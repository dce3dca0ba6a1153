//! Band colors for the knob surface.
//!
//! Each band has a hue and saturation; a knob draws with a brighter
//! `hovered` shade and a slightly darker `active` (pressed) shade. With gain
//! feedback enabled the shades also follow the band's gain, and the
//! mid-frequency knob slides between the low, mid and high hues as the
//! frequency sweeps.

use crate::color::{Rgba, color_bright, color_mid};
use crate::params::{EqParam, ParameterState};

/// Knob shades for one interaction state pair.
#[derive(Debug, Clone, Copy, PartialEq)]
pub struct KnobColors {
    /// Fill while the knob is pressed or dragged.
    pub active: Rgba,
    /// Fill while the pointer hovers the knob.
    pub hovered: Rgba,
}

impl KnobColors {
    fn map(self, f: impl Fn(Rgba) -> Rgba) -> Self {
        Self {
            active: f(self.active),
            hovered: f(self.hovered),
        }
    }
}

/// Hue, saturation and the two HSV values used for one band's knob.
#[derive(Debug, Clone, Copy, PartialEq)]
pub struct BandShade {
    /// Hue in `[0, 1]`.
    pub hue: f32,
    /// Saturation in `[0, 1]`.
    pub saturation: f32,
    /// HSV value of the pressed shade.
    pub active_value: f32,
    /// HSV value of the hovered shade.
    pub hovered_value: f32,
}

impl BandShade {
    /// Build a shade; `hue_deg_100` is the hue in hundreds of degrees (e.g. `2.04` = 204°).
    pub fn new(hue_deg_100: f32, saturation: f32, active_value: f32, hovered_value: f32) -> Self {
        Self {
            hue: hue_deg_100 / 3.6,
            saturation,
            active_value,
            hovered_value,
        }
    }

    /// Resolve both shades to RGBA.
    pub fn colors(&self) -> KnobColors {
        self.colors_at(self.active_value, self.hovered_value)
    }

    /// This band's hue and saturation at another pair of HSV values.
    pub fn colors_at(&self, active_value: f32, hovered_value: f32) -> KnobColors {
        KnobColors {
            active: Rgba::from_hsv(self.hue, self.saturation, active_value),
            hovered: Rgba::from_hsv(self.hue, self.saturation, hovered_value),
        }
    }
}

/// Complete color scheme of the editor window.
#[derive(Debug, Clone, Copy, PartialEq)]
pub struct Palette {
    /// High shelf knob.
    pub high: BandShade,
    /// Mid gain knob.
    pub mid: BandShade,
    /// Mid frequency knob (shares the mid hue, darker).
    pub mid_freq: BandShade,
    /// Low shelf knob.
    pub low: BandShade,
    /// Focused title bar.
    pub title_bg: Rgba,
    /// Window body.
    pub window_bg: Rgba,
}

impl Default for Palette {
    fn default() -> Self {
        Self {
            high: BandShade::new(2.04, 0.83, 0.64, 0.84),
            mid: BandShade::new(1.6, 0.77, 0.64, 0.74),
            mid_freq: BandShade::new(1.6, 0.77, 0.44, 0.64),
            low: BandShade::new(0.03, 0.76, 0.74, 0.84),
            title_bg: Rgba::from_hsv(3.31 / 3.6, 0.64, 0.40),
            window_bg: Rgba::from_hsv(3.31 / 3.6, 0.64, 0.10),
        }
    }
}

impl Palette {
    /// Fixed knob colors, independent of parameter values.
    pub fn static_colors(&self, param: EqParam) -> KnobColors {
        match param {
            EqParam::HighGain => self.high.colors(),
            EqParam::LowGain => self.low.colors(),
            EqParam::MidGain => self.mid.colors(),
            EqParam::MidFreq => self.mid_freq.colors(),
        }
    }

    /// Knob colors modulated by the current parameter values.
    ///
    /// Gain knobs brighten with their own gain. The mid-frequency knob blends
    /// the low, mid and high hues by frequency (at its own darker values) and
    /// then brightens with the mid gain.
    pub fn feedback_colors(&self, param: EqParam, state: &ParameterState) -> KnobColors {
        match param {
            EqParam::HighGain => self
                .high
                .colors()
                .map(|c| color_bright(c, state.high_gain_db)),
            EqParam::LowGain => self.low.colors().map(|c| color_bright(c, state.low_gain_db)),
            EqParam::MidGain => self.mid.colors().map(|c| color_bright(c, state.mid_gain_db)),
            EqParam::MidFreq => self
                .mid_freq_colors(state.mid_freq_hz)
                .map(|c| color_bright(c, state.mid_gain_db)),
        }
    }

    /// Hue-blended mid-frequency shades before gain brightness.
    pub fn mid_freq_colors(&self, freq_hz: f32) -> KnobColors {
        let (active_v, hovered_v) = (self.mid_freq.active_value, self.mid_freq.hovered_value);
        let low = self.low.colors_at(active_v, hovered_v);
        let mid = self.mid_freq.colors();
        let high = self.high.colors_at(active_v, hovered_v);
        KnobColors {
            active: color_mid(low.active, mid.active, high.active, freq_hz),
            hovered: color_mid(low.hovered, mid.hovered, high.hovered, freq_hz),
        }
    }
}
//! Channelized voxel block container.
//!
//! A block is a dense 3D grid of voxels with [`CHANNEL_COUNT`] independent
//! channels (terrain type, isolevel, material, ...). A channel that holds a
//! single value everywhere stays unallocated and only stores that value;
//! writing a differing voxel materializes the dense array.

use crate::error::{RegionError, Result};
use crate::format::{Depth, CHANNEL_COUNT};
use crate::vector::Vector3i;

#[derive(Debug, Clone, PartialEq, Eq)]
struct Channel {
    depth: Depth,
    defval: u64,
    /// Dense voxel values in ZXY order, `depth.byte_count()` bytes each,
    /// little-endian. `None` while the channel is uniform.
    data: Option<Vec<u8>>,
}

impl Channel {
    fn new() -> Self {
        Channel {
            depth: Depth::Bits8,
            defval: 0,
            data: None,
        }
    }
}

#[derive(Debug, Clone, PartialEq, Eq)]
pub struct VoxelBlock {
    size: Vector3i,
    channels: [Channel; CHANNEL_COUNT],
}

impl VoxelBlock {
    pub fn new(size: Vector3i) -> Self {
        VoxelBlock {
            size,
            channels: std::array::from_fn(|_| Channel::new()),
        }
    }

    pub fn size(&self) -> Vector3i {
        self.size
    }

    pub fn volume(&self) -> usize {
        self.size.volume() as usize
    }

    /// Changes the block extents. Allocated channels are re-created at the
    /// new size and lose their contents.
    pub fn create(&mut self, size: Vector3i) {
        if size.x <= 0 || size.y <= 0 || size.z <= 0 {
            return;
        }
        if size != self.size {
            self.size = size;
            for i in 0..CHANNEL_COUNT {
                if self.channels[i].data.is_some() {
                    self.allocate_channel(i);
                }
            }
        }
    }

    pub fn channel_depth(&self, channel_index: usize) -> Depth {
        self.channels[channel_index].depth
    }

    /// Sets the bit depth of a channel. Dense contents, if any, are dropped
    /// because the stride changes.
    pub fn set_channel_depth(&mut self, channel_index: usize, depth: Depth) {
        let channel = &mut self.channels[channel_index];
        if channel.depth != depth {
            channel.depth = depth;
            channel.data = None;
            channel.defval = truncate_to_depth(channel.defval, depth);
        }
    }

    pub fn voxel_at(&self, pos: Vector3i, channel_index: usize) -> u64 {
        let channel = &self.channels[channel_index];
        if !pos.is_contained_in(self.size) {
            return channel.defval;
        }
        match &channel.data {
            Some(data) => read_value(data, pos.to_zxy_index(self.size), channel.depth),
            None => channel.defval,
        }
    }

    pub fn set_voxel(&mut self, value: u64, pos: Vector3i, channel_index: usize) {
        if !pos.is_contained_in(self.size) {
            return;
        }
        let value = truncate_to_depth(value, self.channels[channel_index].depth);
        if self.channels[channel_index].data.is_none() {
            if self.channels[channel_index].defval == value {
                return;
            }
            self.allocate_channel(channel_index);
        }
        let index = pos.to_zxy_index(self.size);
        let channel = &mut self.channels[channel_index];
        write_value(
            channel.data.as_mut().unwrap(),
            index,
            channel.depth,
            value,
        );
    }

    /// Makes the channel uniform with the given value, dropping any dense
    /// storage.
    pub fn fill(&mut self, value: u64, channel_index: usize) {
        let channel = &mut self.channels[channel_index];
        channel.defval = truncate_to_depth(value, channel.depth);
        channel.data = None;
    }

    pub fn is_uniform(&self, channel_index: usize) -> bool {
        let channel = &self.channels[channel_index];
        let data = match &channel.data {
            Some(data) => data,
            None => return true,
        };
        let stride = channel.depth.byte_count();
        let first = &data[..stride];
        data.chunks_exact(stride).all(|v| v == first)
    }

    /// Turns channels that became uniform back into unallocated ones.
    pub fn compress_uniform_channels(&mut self) {
        for i in 0..CHANNEL_COUNT {
            if self.channels[i].data.is_some() && self.is_uniform(i) {
                let value = self.voxel_at(Vector3i::new(0, 0, 0), i);
                self.fill(value, i);
            }
        }
    }

    /// Copies one whole channel from another block of the same size.
    pub fn copy_from(&mut self, other: &VoxelBlock, channel_index: usize) -> Result<()> {
        if other.size != self.size {
            return Err(RegionError::InvalidArgument(format!(
                "block size mismatch: {} vs {}",
                other.size, self.size
            )));
        }
        let src = &other.channels[channel_index];
        let dst = &mut self.channels[channel_index];
        dst.depth = src.depth;
        dst.defval = src.defval;
        dst.data = src.data.clone();
        Ok(())
    }

    /// Copies the voxels of `other` within `[src_min, src_max)` into this
    /// block starting at `dst_min`, one channel. Bounds are clamped.
    pub fn copy_channel_from(
        &mut self,
        other: &VoxelBlock,
        src_min: Vector3i,
        src_max: Vector3i,
        dst_min: Vector3i,
        channel_index: usize,
    ) {
        let zero = Vector3i::new(0, 0, 0);
        let src_min = src_min.clamped_to(zero, other.size);
        let src_max = src_max.clamped_to(zero, other.size);
        let dst_min = dst_min.clamped_to(zero, self.size);
        let area = src_max - src_min;

        for rz in 0..area.z {
            for rx in 0..area.x {
                for ry in 0..area.y {
                    let rel = Vector3i::new(rx, ry, rz);
                    let dst = dst_min + rel;
                    if !dst.is_contained_in(self.size) {
                        continue;
                    }
                    let value = other.voxel_at(src_min + rel, channel_index);
                    self.set_voxel(value, dst, channel_index);
                }
            }
        }
    }

    /// Raw dense contents of a channel, `None` while uniform.
    pub fn channel_data(&self, channel_index: usize) -> Option<&[u8]> {
        self.channels[channel_index].data.as_deref()
    }

    /// Uniform value of a channel (the default for unwritten voxels).
    pub fn channel_defval(&self, channel_index: usize) -> u64 {
        self.channels[channel_index].defval
    }

    /// Installs dense contents for a channel. The byte length must match
    /// `volume * depth.byte_count()`.
    pub fn set_channel_data(&mut self, channel_index: usize, data: Vec<u8>) -> Result<()> {
        let channel = &mut self.channels[channel_index];
        let expected = self.size.volume() as usize * channel.depth.byte_count();
        if data.len() != expected {
            return Err(RegionError::InvalidArgument(format!(
                "channel payload of {} bytes, expected {}",
                data.len(),
                expected
            )));
        }
        channel.data = Some(data);
        Ok(())
    }

    fn allocate_channel(&mut self, channel_index: usize) {
        let volume = self.volume();
        let channel = &mut self.channels[channel_index];
        let stride = channel.depth.byte_count();
        let mut data = vec![0u8; volume * stride];
        if channel.defval != 0 {
            for i in 0..volume {
                write_value(&mut data, i, channel.depth, channel.defval);
            }
        }
        channel.data = Some(data);
    }
}

fn truncate_to_depth(value: u64, depth: Depth) -> u64 {
    match depth {
        Depth::Bits8 => value & 0xff,
        Depth::Bits16 => value & 0xffff,
        Depth::Bits32 => value & 0xffff_ffff,
        Depth::Bits64 => value,
    }
}

fn read_value(data: &[u8], index: usize, depth: Depth) -> u64 {
    let at = index * depth.byte_count();
    match depth {
        Depth::Bits8 => data[at] as u64,
        Depth::Bits16 => u16::from_le_bytes([data[at], data[at + 1]]) as u64,
        Depth::Bits32 => {
            u32::from_le_bytes([data[at], data[at + 1], data[at + 2], data[at + 3]]) as u64
        }
        Depth::Bits64 => u64::from_le_bytes(data[at..at + 8].try_into().unwrap()),
    }
}

fn write_value(data: &mut [u8], index: usize, depth: Depth, value: u64) {
    let at = index * depth.byte_count();
    match depth {
        Depth::Bits8 => data[at] = value as u8,
        Depth::Bits16 => data[at..at + 2].copy_from_slice(&(value as u16).to_le_bytes()),
        Depth::Bits32 => data[at..at + 4].copy_from_slice(&(value as u32).to_le_bytes()),
        Depth::Bits64 => data[at..at + 8].copy_from_slice(&value.to_le_bytes()),
    }
}

#[cfg(test)]
mod tests {
    use super::*;

    #[test]
    fn test_starts_uniform() {
        let block = VoxelBlock::new(Vector3i::splat(16));
        for i in 0..CHANNEL_COUNT {
            assert!(block.is_uniform(i));
            assert_eq!(block.voxel_at(Vector3i::new(3, 4, 5), i), 0);
        }
    }

    #[test]
    fn test_set_voxel_materializes_channel() {
        let mut block = VoxelBlock::new(Vector3i::splat(4));
        let pos = Vector3i::new(1, 2, 3);

        // Writing the uniform value changes nothing
        block.set_voxel(0, pos, 0);
        assert!(block.channel_data(0).is_none());

        block.set_voxel(42, pos, 0);
        assert!(block.channel_data(0).is_some());
        assert_eq!(block.voxel_at(pos, 0), 42);
        assert_eq!(block.voxel_at(Vector3i::new(0, 0, 0), 0), 0);
    }

    #[test]
    fn test_depth_truncation() {
        let mut block = VoxelBlock::new(Vector3i::splat(2));
        block.set_channel_depth(1, Depth::Bits16);
        block.set_voxel(0x12345, Vector3i::new(0, 0, 0), 1);
        assert_eq!(block.voxel_at(Vector3i::new(0, 0, 0), 1), 0x2345);
    }

    #[test]
    fn test_wide_depth_round_trip() {
        let mut block = VoxelBlock::new(Vector3i::splat(2));
        block.set_channel_depth(2, Depth::Bits64);
        let value = 0x0123_4567_89ab_cdef;
        block.set_voxel(value, Vector3i::new(1, 1, 1), 2);
        assert_eq!(block.voxel_at(Vector3i::new(1, 1, 1), 2), value);
    }

    #[test]
    fn test_fill_and_compress_uniform() {
        let mut block = VoxelBlock::new(Vector3i::splat(4));
        block.set_voxel(7, Vector3i::new(0, 0, 0), 0);
        assert!(block.channel_data(0).is_some());

        // Overwrite every voxel with the same value, then shrink back
        for z in 0..4 {
            for x in 0..4 {
                for y in 0..4 {
                    block.set_voxel(9, Vector3i::new(x, y, z), 0);
                }
            }
        }
        assert!(block.is_uniform(0));
        block.compress_uniform_channels();
        assert!(block.channel_data(0).is_none());
        assert_eq!(block.voxel_at(Vector3i::new(2, 2, 2), 0), 9);

        block.fill(1, 0);
        assert_eq!(block.voxel_at(Vector3i::new(3, 3, 3), 0), 1);
    }

    #[test]
    fn test_copy_from_requires_same_size() {
        let src = VoxelBlock::new(Vector3i::splat(4));
        let mut dst = VoxelBlock::new(Vector3i::splat(8));
        assert!(matches!(
            dst.copy_from(&src, 0),
            Err(RegionError::InvalidArgument(_))
        ));
    }

    #[test]
    fn test_copy_from_channel() {
        let mut src = VoxelBlock::new(Vector3i::splat(4));
        src.set_voxel(5, Vector3i::new(1, 1, 1), 3);
        let mut dst = VoxelBlock::new(Vector3i::splat(4));
        dst.copy_from(&src, 3).unwrap();
        assert_eq!(dst.voxel_at(Vector3i::new(1, 1, 1), 3), 5);
        assert_eq!(dst, src);
    }

    #[test]
    fn test_windowed_copy_clamps() {
        let mut src = VoxelBlock::new(Vector3i::splat(4));
        for z in 0..4 {
            for x in 0..4 {
                for y in 0..4 {
                    src.set_voxel(
                        (x + y * 10 + z * 100) as u64,
                        Vector3i::new(x, y, z),
                        0,
                    );
                }
            }
        }

        let mut dst = VoxelBlock::new(Vector3i::splat(4));
        dst.copy_channel_from(
            &src,
            Vector3i::new(1, 1, 1),
            Vector3i::new(3, 3, 3),
            Vector3i::new(2, 2, 2),
            0,
        );
        assert_eq!(
            dst.voxel_at(Vector3i::new(2, 2, 2), 0),
            src.voxel_at(Vector3i::new(1, 1, 1), 0)
        );
        assert_eq!(
            dst.voxel_at(Vector3i::new(3, 3, 3), 0),
            src.voxel_at(Vector3i::new(2, 2, 2), 0)
        );
        // Outside the destination window: untouched
        assert_eq!(dst.voxel_at(Vector3i::new(0, 0, 0), 0), 0);
    }

    #[test]
    fn test_create_resizes_and_clears() {
        let mut block = VoxelBlock::new(Vector3i::splat(4));
        block.set_voxel(3, Vector3i::new(0, 0, 0), 0);
        block.create(Vector3i::splat(8));
        assert_eq!(block.size(), Vector3i::splat(8));
        assert_eq!(block.voxel_at(Vector3i::new(0, 0, 0), 0), 0);
    }
}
· · · · · · ·
> _REQUIRED ACTION_
Using the entries above, extract exactly the span from the line with "interaction state pair." to the line with "hue: hue_deg_100 /", both lines included; leave out everything else.

> _SOLVED PROBLEM_
/// Knob shades for one interaction state pair.
#[derive(Debug, Clone, Copy, PartialEq)]
pub struct KnobColors {
    /// Fill while the knob is pressed or dragged.
    pub active: Rgba,
    /// Fill while the pointer hovers the knob.
    pub hovered: Rgba,
}

impl KnobColors {
    fn map(self, f: impl Fn(Rgba) -> Rgba) -> Self {
        Self {
            active: f(self.active),
            hovered: f(self.hovered),
        }
    }
}

/// Hue, saturation and the two HSV values used for one band's knob.
#[derive(Debug, Clone, Copy, PartialEq)]
pub struct BandShade {
    /// Hue in `[0, 1]`.
    pub hue: f32,
    /// Saturation in `[0, 1]`.
    pub saturation: f32,
    /// HSV value of the pressed shade.
    pub active_value: f32,
    /// HSV value of the hovered shade.
    pub hovered_value: f32,
}

impl BandShade {
    /// Build a shade; `hue_deg_100` is the hue in hundreds of degrees (e.g. `2.04` = 204°).
    pub fn new(hue_deg_100: f32, saturation: f32, active_value: f32, hovered_value: f32) -> Self {
        Self {
            hue: hue_deg_100 / 3.6,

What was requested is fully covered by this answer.